Methods: Healthy infants (N=265) who had received a prior HB vaccination received a fully liquid, hexavalentvaccine (DTaP-IPV-HB-PRP-T) at 2 and 6 months of age and a reconstituted pentavalent vaccine (DTaP-IPV//PRP-T) at 4 months of age. Coadministered vaccines were pneumococcal vaccine (PCV13) at 2 and 4 months [and optionally at 6 months of age], rotavirus (RV) vaccine at 2-4-6 months, and meningococcal serogroup C vaccine at 2 months. At 18 months, participants received DTaP-IPV//PRP-T and PCV13 boosters. Immunogenicity was assessed using validated assays and safety by parental reports.

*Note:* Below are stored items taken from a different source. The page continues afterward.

//! Root game state and the operations a player performs during a turn.

use crate::board::{Board, BoardError};
use crate::invariants::{check_invariants, InvariantViolation};
use crate::ledger::UnitLedger;
use crate::mapgen::BoardGenerator;
use crate::movement::{self, CaptureReport, MoveError, MoveOutcome};
use crate::player::Player;
use crate::settings::{GameSettings, SettingsError};
use crate::snapshot::{BoardSnapshot, SnapshotError};
use crate::types::{FieldId, PlayerId, TerritoryId, UnitId};
use crate::unit::UnitType;
use crate::victory::VictoryType;
use serde::{Deserialize, Serialize};
use std::collections::BTreeMap;
use tracing::{debug, info, warn};

/// Receives notifications meant for panels and other presentation layers.
///
/// All methods default to doing nothing.
pub trait GameObserver: Send {
    /// A player's selected territory changed or its contents may have.
    fn selection_changed(&mut self, _player: PlayerId, _territory: Option<TerritoryId>) {}

    /// The panel showing a player's state should be redrawn.
    fn refresh_panel(&mut self, _player: PlayerId) {}

    /// The game has been won.
    fn game_won(&mut self, _player: PlayerId) {}
}

/// Observer that ignores every notification.
#[derive(Debug, Default)]
pub struct NullObserver;

impl GameObserver for NullObserver {}

/// A unit bought this turn that has not been placed yet.
#[derive(Clone, Copy, Debug, PartialEq, Eq, Serialize, Deserialize)]
pub struct PendingPurchase {
    pub unit: UnitId,
    /// Territory that paid for the unit and receives the refund.
    pub territory: TerritoryId,
    pub cost: u32,
}

/// The complete state of a game.
pub struct GameState {
    /// Game configuration (immutable after start).
    pub settings: GameSettings,
    /// The board and its territories.
    pub board: Board,
    /// Every unit and where it stands.
    pub units: UnitLedger,
    /// All players, indexed by id.
    pub players: Vec<Player>,
    /// Game phase.
    pub phase: GamePhase,
    /// Current round (starts at 1, increments when the rotation wraps).
    pub round: u32,
    /// Which player's turn it currently is.
    pub current_player: PlayerId,
    /// Victor (if game has ended).
    pub winner: Option<(PlayerId, VictoryType)>,
    pending: BTreeMap<PlayerId, PendingPurchase>,
    observer: Box<dyn GameObserver>,
}

impl std::fmt::Debug for GameState {
    fn fmt(&self, f: &mut std::fmt::Formatter<'_>) -> std::fmt::Result {
        f.debug_struct("GameState")
            .field("settings", &self.settings)
            .field("phase", &self.phase)
            .field("round", &self.round)
            .field("current_player", &self.current_player)
            .field("winner", &self.winner)
            .field("fields", &self.board.len())
            .field("territories", &self.board.territory_count())
            .field("units", &self.units.len())
            .field("pending", &self.pending)
            .finish_non_exhaustive()
    }
}

impl GameState {
    /// Create a new game on a freshly generated board.
    pub fn new(settings: GameSettings, seed: [u8; 32]) -> Result<Self, GameError> {
        settings.validate()?;
        let board = BoardGenerator::new(seed, &settings).generate()?;
        Ok(Self::with_board(settings, board))
    }

    /// Create a game on a saved board layout.
    pub fn from_snapshot(
        settings: GameSettings,
        snapshot: &BoardSnapshot,
    ) -> Result<Self, GameError> {
        settings.validate()?;
        let board = Board::from_snapshot(snapshot, settings.player_count)?;
        Ok(Self::with_board(settings, board))
    }

    /// Create a game around an existing board.
    ///
    /// Every controllable territory receives its main building. Field owners
    /// at or above `settings.player_count` belong to nobody in the rotation.
    pub fn with_board(settings: GameSettings, board: Board) -> Self {
        let players = (0..settings.player_count)
            .map(|id| Player::new(id, format!("Player {}", id + 1)))
            .collect();
        let mut units = UnitLedger::new();
        movement::renew_all_main_buildings(&board, &mut units);
        Self {
            settings,
            board,
            units,
            players,
            phase: GamePhase::Setup,
            round: 0,
            current_player: 0,
            winner: None,
            pending: BTreeMap::new(),
            observer: Box::new(NullObserver),
        }
    }

    /// Install the observer receiving panel and selection notifications.
    pub fn set_observer(&mut self, observer: Box<dyn GameObserver>) {
        self.observer = observer;
    }

    /// Get a player by ID.
    pub fn player(&self, id: PlayerId) -> Option<&Player> {
        self.players.get(id as usize)
    }

    /// Get a mutable player by ID.
    pub fn player_mut(&mut self, id: PlayerId) -> Option<&mut Player> {
        self.players.get_mut(id as usize)
    }

    /// Get the current player.
    pub fn current_player(&self) -> Option<&Player> {
        self.player(self.current_player)
    }

    /// Players still in the rotation.
    pub fn active_players(&self) -> impl Iterator<Item = &Player> {
        self.players.iter().filter(|p| p.is_active())
    }

    /// Check if the game has ended.
    pub fn is_ended(&self) -> bool {
        self.phase == GamePhase::Ended
    }

    /// Check if it's a specific player's turn.
    pub fn is_player_turn(&self, player: PlayerId) -> bool {
        self.phase == GamePhase::Playing && self.current_player == player
    }

    fn ensure_turn(&self, player: PlayerId) -> Result<(), GameError> {
        if self.phase != GamePhase::Playing {
            return Err(GameError::InvalidPhase);
        }
        if self.current_player != player {
            return Err(GameError::NotPlayerTurn(player));
        }
        Ok(())
    }

    /// The territory a player has selected.
    pub fn selected_territory(&self, player: PlayerId) -> Option<TerritoryId> {
        self.player(player).and_then(|p| p.selected)
    }

    /// The player's bought but unplaced unit.
    pub fn pending_purchase(&self, player: PlayerId) -> Option<&PendingPurchase> {
        self.pending.get(&player)
    }

    /// Select one of the player's own territories, or clear the selection.
    ///
    /// Changing the selection cancels a pending purchase and refunds it.
    pub fn select_territory(
        &mut self,
        player: PlayerId,
        territory: Option<TerritoryId>,
    ) -> Result<(), GameError> {
        let current = self.player(player).ok_or(GameError::UnknownPlayer(player))?.selected;
        if let Some(id) = territory {
            if !self.board.territory(id).is_some_and(|t| t.owner == player) {
                return Err(GameError::NotOwnTerritory(id));
            }
        }

        if current != territory {
            self.cancel_purchase(player);
        }
        if let Some(p) = self.player_mut(player) {
            p.selected = territory;
        }
        self.observer.selection_changed(player, territory);
        Ok(())
    }

    /// Buy a unit with the selected territory's money.
    ///
    /// The unit starts unplaced and is put on the board with
    /// [`GameState::move_unit`], using the selected territory as origin.
    pub fn purchase(&mut self, player: PlayerId, unit_type: UnitType) -> Result<UnitId, GameError> {
        self.ensure_turn(player)?;
        if let Some(pending) = self.pending.get(&player) {
            return Err(GameError::PurchasePending(pending.unit));
        }
        let stats = unit_type.stats();
        if !stats.buildable {
            return Err(GameError::NotBuildable(unit_type));
        }

        let selected = self.selected_territory(player).ok_or(GameError::NoSelection)?;
        let territory = self
            .board
            .territory_mut(selected)
            .filter(|t| t.owner == player)
            .ok_or(GameError::NoSelection)?;
        if !territory.is_controllable() {
            return Err(GameError::NotControllable(selected));
        }
        if !territory.can_afford(stats.cost) {
            return Err(GameError::InsufficientFunds {
                unit_type,
                cost: stats.cost,
                available: territory.money,
            });
        }
        territory.money -= stats.cost as i32;

        let unit = self.units.spawn(player, unit_type);
        if let Some(u) = self.units.unit_mut(unit) {
            u.can_move = stats.movable;
        }
        self.pending.insert(
            player,
            PendingPurchase {
                unit,
                territory: selected,
                cost: stats.cost,
            },
        );
        debug!(player, unit, %unit_type, territory = selected, "unit purchased");
        self.observer.refresh_panel(player);
        Ok(unit)
    }

    /// Cancel the player's pending purchase and refund its cost.
    ///
    /// Returns the discarded unit. The refund is lost if the paying
    /// territory no longer exists.
    pub fn cancel_purchase(&mut self, player: PlayerId) -> Option<UnitId> {
        let pending = self.pending.remove(&player)?;
        if !self.units.unit(pending.unit).is_some_and(|u| !u.is_placed()) {
            return None;
        }
        self.units.remove(pending.unit);
        match self.board.territory_mut(pending.territory) {
            Some(territory) => {
                territory.money += pending.cost as i32;
                debug!(player, unit = pending.unit, "purchase refunded");
            }
            None => {
                warn!(
                    player,
                    territory = pending.territory,
                    cost = pending.cost,
                    "refund lost, paying territory is gone"
                );
            }
        }
        Some(pending.unit)
    }

    /// Move one of the player's units.
    pub fn move_unit(
        &mut self,
        player: PlayerId,
        unit: UnitId,
        destination: FieldId,
    ) -> Result<MoveOutcome, GameError> {
        self.ensure_turn(player)?;
        let owner = self
            .units
            .unit(unit)
            .map(|u| u.owner)
            .ok_or(MoveError::UnknownUnit(unit))?;
        if owner != player {
            return Err(GameError::NotUnitOwner { unit, player });
        }

        let selected = self.selected_territory(player);
        let outcome = movement::execute_move(
            &mut self.board,
            &mut self.units,
            unit,
            destination,
            selected,
        )?;

        if self.pending.get(&player).is_some_and(|p| p.unit == unit) {
            self.pending.remove(&player);
        }
        if let MoveOutcome::Captured(report) = &outcome {
            self.after_capture(player, report);
        }
        Ok(outcome)
    }

    /// Re-point references to territories a capture merged away.
    fn after_capture(&mut self, attacker: PlayerId, report: &CaptureReport) {
        let origin = self.board.field(report.field).map(|f| f.territory);

        for player in &mut self.players {
            let Some(selected) = player.selected else {
                continue;
            };
            if report.absorbed.contains(&selected) {
                player.selected = origin;
            } else if self.board.territory(selected).is_none() {
                player.selected = None;
            }
        }
        for pending in self.pending.values_mut() {
            if let Some(origin) = origin.filter(|_| report.absorbed.contains(&pending.territory)) {
                pending.territory = origin;
            }
        }

        if let Some(selected) = self.selected_territory(attacker) {
            self.observer.selection_changed(attacker, Some(selected));
        }
    }

    /// Ask the observer to redraw a player's panel.
    pub fn refresh_panel(&mut self, player: PlayerId) {
        self.observer.refresh_panel(player);
    }

    /// Give every territory the main building its size calls for.
    pub fn renew_all_main_buildings(&mut self) {
        movement::renew_all_main_buildings(&self.board, &mut self.units);
    }

    /// Number of fields on the board.
    pub fn total_fields(&self) -> usize {
        self.board.len()
    }

    /// Save the board layout.
    pub fn snapshot(&self) -> BoardSnapshot {
        self.board.snapshot()
    }

    /// Run every structural check on the board and the units.
    pub fn check_invariants(&self) -> Vec<InvariantViolation> {
        check_invariants(&self.board, &self.units)
    }

    pub(crate) fn mark_won(&mut self, winner: PlayerId, victory: VictoryType) {
        self.phase = GamePhase::Ended;
        self.winner = Some((winner, victory));
        info!(winner, ?victory, round = self.round, "game won");
        self.observer.game_won(winner);
    }
}

/// Current phase of the game.
#[derive(Clone, Copy, Debug, PartialEq, Eq, Serialize, Deserialize, Default)]
pub enum GamePhase {
    /// Board is set up, no turn has started yet.
    #[default]
    Setup,
    /// Turns are being played.
    Playing,
    /// A winner has been determined.
    Ended,
}

/// Errors that can occur during game operations.
#[derive(Debug, thiserror::Error)]
pub enum GameError {
    #[error("Invalid operation for current game phase")]
    InvalidPhase,
    #[error("It's not player {0}'s turn")]
    NotPlayerTurn(PlayerId),
    #[error("Player {0} does not exist")]
    UnknownPlayer(PlayerId),
    #[error("Unit {unit} does not belong to player {player}")]
    NotUnitOwner { unit: UnitId, player: PlayerId },
    #[error("Territory {0} does not belong to the player")]
    NotOwnTerritory(TerritoryId),
    #[error("No territory selected")]
    NoSelection,
    #[error("Territory {0} is too small to host units")]
    NotControllable(TerritoryId),
    #[error("{0} cannot be bought")]
    NotBuildable(UnitType),
    #[error("{unit_type} costs {cost}, only {available} available")]
    InsufficientFunds {
        unit_type: UnitType,
        cost: u32,
        available: i32,
    },
    #[error("Unit {0} is still waiting to be placed")]
    PurchasePending(UnitId),
    #[error("Player {0} is not controlled automatically")]
    NotAutomated(PlayerId),
    #[error("Expected {expected} actors, got {actual}")]
    ActorCountMismatch { expected: usize, actual: usize },
    #[error("No player left to take the next turn")]
    RotationExhausted,
    #[error(transparent)]
    InvariantViolated(InvariantViolation),
    #[error("Move rejected: {0}")]
    Move(#[from] MoveError),
    #[error(transparent)]
    Settings(#[from] SettingsError),
    #[error(transparent)]
    Snapshot(#[from] SnapshotError),
    #[error(transparent)]
    Board(#[from] BoardError),
}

Results: For the hexavalent and pentavalent vaccines, the primary series and booster immune responses in terms of seroprotection and vaccine response rates were high for all antigens (generally >99% and >95% for the primary series and booster, respectively) and pre-booster antibody persistence was good for all antigens (in particular, 92.4% of participants had pre-booster anti-HB antibody ≥10 mIU/mL). The incidence of solicited reactions was lower after the booster vaccination (56.9%-73.1%) than the primary series (76.6%-97.4%); there were few vaccine-related unsolicited adverse events (1.9% and 1.5% for the primary series and booster, respectively), none led to participant discontinuation, and none was serious.
Conclusions: This study provides data that allow recommending authorities to consider the use of a sequential hexavalent-pentavalent-hexavalent primary vaccination series followed by a pentavalent booster in coadministration with other common childhood vaccines.